** Activity **
For the records below, print the lines from the line with "pub fn linked(mut" through the line with "assert_eq!(span.attrs, Attr::UNDERLINE);" exactly as written; include both end lines and exclude the rest.

** Data provided **
☆ ☆ ☆ ☆ ☆ ☆ ☆

//! Brollbot Core Library
//!
//! Turns a video script into ordered B-roll scene suggestions: emotional
//! beats, AI video prompts and a feasibility verdict for each scene.

pub mod assembler;
pub mod cache;
pub mod completion;
pub mod composer;
pub mod config;
pub mod error;
pub mod extractor;
pub mod feasibility;
pub mod format;
pub mod guidance;
pub mod pipeline;
pub mod provider;
pub mod script;
pub mod types;

// Re-export commonly used items at crate root
pub use assembler::assemble;
pub use cache::{BeatCache, get_root_cache_dir};
pub use completion::{ChatCompletionClient, CompletionError, CompletionRequest, CompletionService};
pub use composer::compose;
pub use config::{AnalysisConfig, SceneDefaults, ScriptLimits};
pub use error::{AnalysisError, AssemblyError, ConfigError, PipelineError, Result, ValidationError};
pub use extractor::{BeatExtractor, Extraction, ExtractionRequest};
pub use feasibility::{FeasibilityPolicy, FeasibilityScorer, KeywordPolicy};
pub use format::{format_report_readable, format_timestamp, records_to_csv, records_to_json};
pub use guidance::{ContentFormat, KnowledgeBase, Platform, Tone};
pub use pipeline::{AnalysisRequest, Analyzer, build_scenes};
pub use provider::{Provider, ProviderConfig, ProviderError};
pub use script::{Script, validate};
pub use types::{
    AnalysisReport, EmotionalBeat, FeasibilityAssessment, RecommendedPath, Scene, SceneRecord,
};
//! Line Module - Styled rows of the page document.
//!
//! The page is a flat list of [`Line`]s; each line is a list of [`Span`]s
//! sharing a background and an alignment. Section builders produce lines,
//! the frame painter turns them into escape sequences.
//!
//! # Example
//!
//! ```ignore
//! use devfolio::renderer::{Line, Span};
//! use devfolio::types::{Attr, Rgba, TextAlign};
//!
//! let line = Line::new()
//!     .push(Span::new("João ", Rgba::rgb(17, 24, 39)))
//!     .push(Span::new("Silva", Rgba::rgb(37, 99, 235)).with_attrs(Attr::BOLD))
//!     .aligned(TextAlign::Center);
//! assert_eq!(line.text(), "João Silva");
//! ```

use crate::text;
use crate::types::{Attr, Rgba, TextAlign};

// =============================================================================
// Span
// =============================================================================

/// A run of text with one style.
#[derive(Debug, Clone, PartialEq)]
pub struct Span {
    pub text: String,
    pub fg: Rgba,
    /// Overrides the line background when set (badge pills).
    pub bg: Option<Rgba>,
    pub attrs: Attr,
    /// Wraps the span in an OSC 8 hyperlink when set.
    pub url: Option<String>,
}

impl Span {
    /// Create a span with a foreground color and no other styling.
    pub fn new(text: impl Into<String>, fg: Rgba) -> Self {
        Self {
            text: text.into(),
            fg,
            bg: None,
            attrs: Attr::NONE,
            url: None,
        }
    }

    /// Add text attributes.
    pub fn with_attrs(mut self, attrs: Attr) -> Self {
        self.attrs = attrs;
        self
    }

    /// Give the span its own background.
    pub fn on(mut self, bg: Rgba) -> Self {
        self.bg = Some(bg);
        self
    }

    /// Make the span a hyperlink.
    pub fn linked(mut self, url: impl Into<String>) -> Self {
        self.url = Some(url.into());
        self
    }

    /// Display width in terminal columns.
    pub fn width(&self) -> u16 {
        text::string_width(&self.text) as u16
    }
}

// =============================================================================
// Line
// =============================================================================

/// One row of the document.
#[derive(Debug, Clone, PartialEq, Default)]
pub struct Line {
    pub spans: Vec<Span>,
    /// Fills the whole row when set; otherwise the page background shows.
    pub bg: Option<Rgba>,
    pub align: TextAlign,
}

impl Line {
    /// Create an empty line.
    pub fn new() -> Self {
        Self::default()
    }

    /// A line with no content (spacing).
    pub fn blank() -> Self {
        Self::default()
    }

    /// A line holding a single span.
    pub fn from_span(span: Span) -> Self {
        Self {
            spans: vec![span],
            ..Self::default()
        }
    }

    /// Append a span.
    pub fn push(mut self, span: Span) -> Self {
        self.spans.push(span);
        self
    }

    /// Set the alignment.
    pub fn aligned(mut self, align: TextAlign) -> Self {
        self.align = align;
        self
    }

    /// Set the row background.
    pub fn on(mut self, bg: Rgba) -> Self {
        self.bg = Some(bg);
        self
    }

    /// Total display width of all spans.
    pub fn width(&self) -> u16 {
        self.spans.iter().map(Span::width).sum()
    }

    /// Concatenated text of all spans (for tests and measurement).
    pub fn text(&self) -> String {
        self.spans.iter().map(|s| s.text.as_str()).collect()
    }

    /// Whether the line has no visible content.
    pub fn is_blank(&self) -> bool {
        self.spans.iter().all(|s| s.text.trim().is_empty())
    }
}

// =============================================================================
// Tests
// =============================================================================

#[cfg(test)]
mod tests {
    use super::*;

    #[test]
    fn test_span_builder() {
        let span = Span::new("link", Rgba::rgb(37, 99, 235))
            .with_attrs(Attr::UNDERLINE)
            .linked("https://example.com");

        assert_eq!(span.text, "link");
        assert_eq!(span.attrs, Attr::UNDERLINE);
        assert_eq!(span.url.as_deref(), Some("https://example.com"));
        assert!(span.bg.is_none());
    }

    #[test]
    fn test_span_width_wide_chars() {
        assert_eq!(Span::new("abc", Rgba::BLACK).width(), 3);
        assert_eq!(Span::new("日本", Rgba::BLACK).width(), 4);
    }

    #[test]
    fn test_line_push_and_text() {
        let line = Line::new()
            .push(Span::new("Hello ", Rgba::BLACK))
            .push(Span::new("World", Rgba::BLACK));

        assert_eq!(line.text(), "Hello World");
        assert_eq!(line.width(), 11);
    }

    #[test]
    fn test_line_blank() {
        assert!(Line::blank().is_blank());
        assert!(Line::from_span(Span::new("   ", Rgba::BLACK)).is_blank());
        assert!(!Line::from_span(Span::new("x", Rgba::BLACK)).is_blank());
    }

    #[test]
    fn test_line_defaults() {
        let line = Line::new();
        assert_eq!(line.align, TextAlign::Left);
        assert!(line.bg.is_none());
        assert_eq!(line.width(), 0);
    }

    #[test]
    fn test_line_background() {
        let bg = Rgba::rgb(243, 244, 246);
        let line = Line::blank().on(bg);
        assert_eq!(line.bg, Some(bg));
    }
}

☆ ☆ ☆ ☆ ☆ ☆ ☆

** Solution to the exercise **
    pub fn linked(mut self, url: impl Into<String>) -> Self {
        self.url = Some(url.into());
        self
    }

    /// Display width in terminal columns.
    pub fn width(&self) -> u16 {
        text::string_width(&self.text) as u16
    }
}

// =============================================================================
// Line
// =============================================================================

/// One row of the document.
#[derive(Debug, Clone, PartialEq, Default)]
pub struct Line {
    pub spans: Vec<Span>,
    /// Fills the whole row when set; otherwise the page background shows.
    pub bg: Option<Rgba>,
    pub align: TextAlign,
}

impl Line {
    /// Create an empty line.
    pub fn new() -> Self {
        Self::default()
    }

    /// A line with no content (spacing).
    pub fn blank() -> Self {
        Self::default()
    }

    /// A line holding a single span.
    pub fn from_span(span: Span) -> Self {
        Self {
            spans: vec![span],
            ..Self::default()
        }
    }

    /// Append a span.
    pub fn push(mut self, span: Span) -> Self {
        self.spans.push(span);
        self
    }

    /// Set the alignment.
    pub fn aligned(mut self, align: TextAlign) -> Self {
        self.align = align;
        self
    }

    /// Set the row background.
    pub fn on(mut self, bg: Rgba) -> Self {
        self.bg = Some(bg);
        self
    }

    /// Total display width of all spans.
    pub fn width(&self) -> u16 {
        self.spans.iter().map(Span::width).sum()
    }

    /// Concatenated text of all spans (for tests and measurement).
    pub fn text(&self) -> String {
        self.spans.iter().map(|s| s.text.as_str()).collect()
    }

    /// Whether the line has no visible content.
    pub fn is_blank(&self) -> bool {
        self.spans.iter().all(|s| s.text.trim().is_empty())
    }
}

// =============================================================================
// Tests
// =============================================================================

#[cfg(test)]
mod tests {
    use super::*;

    #[test]
    fn test_span_builder() {
        let span = Span::new("link", Rgba::rgb(37, 99, 235))
            .with_attrs(Attr::UNDERLINE)
            .linked("https://example.com");

        assert_eq!(span.text, "link");
        assert_eq!(span.attrs, Attr::UNDERLINE);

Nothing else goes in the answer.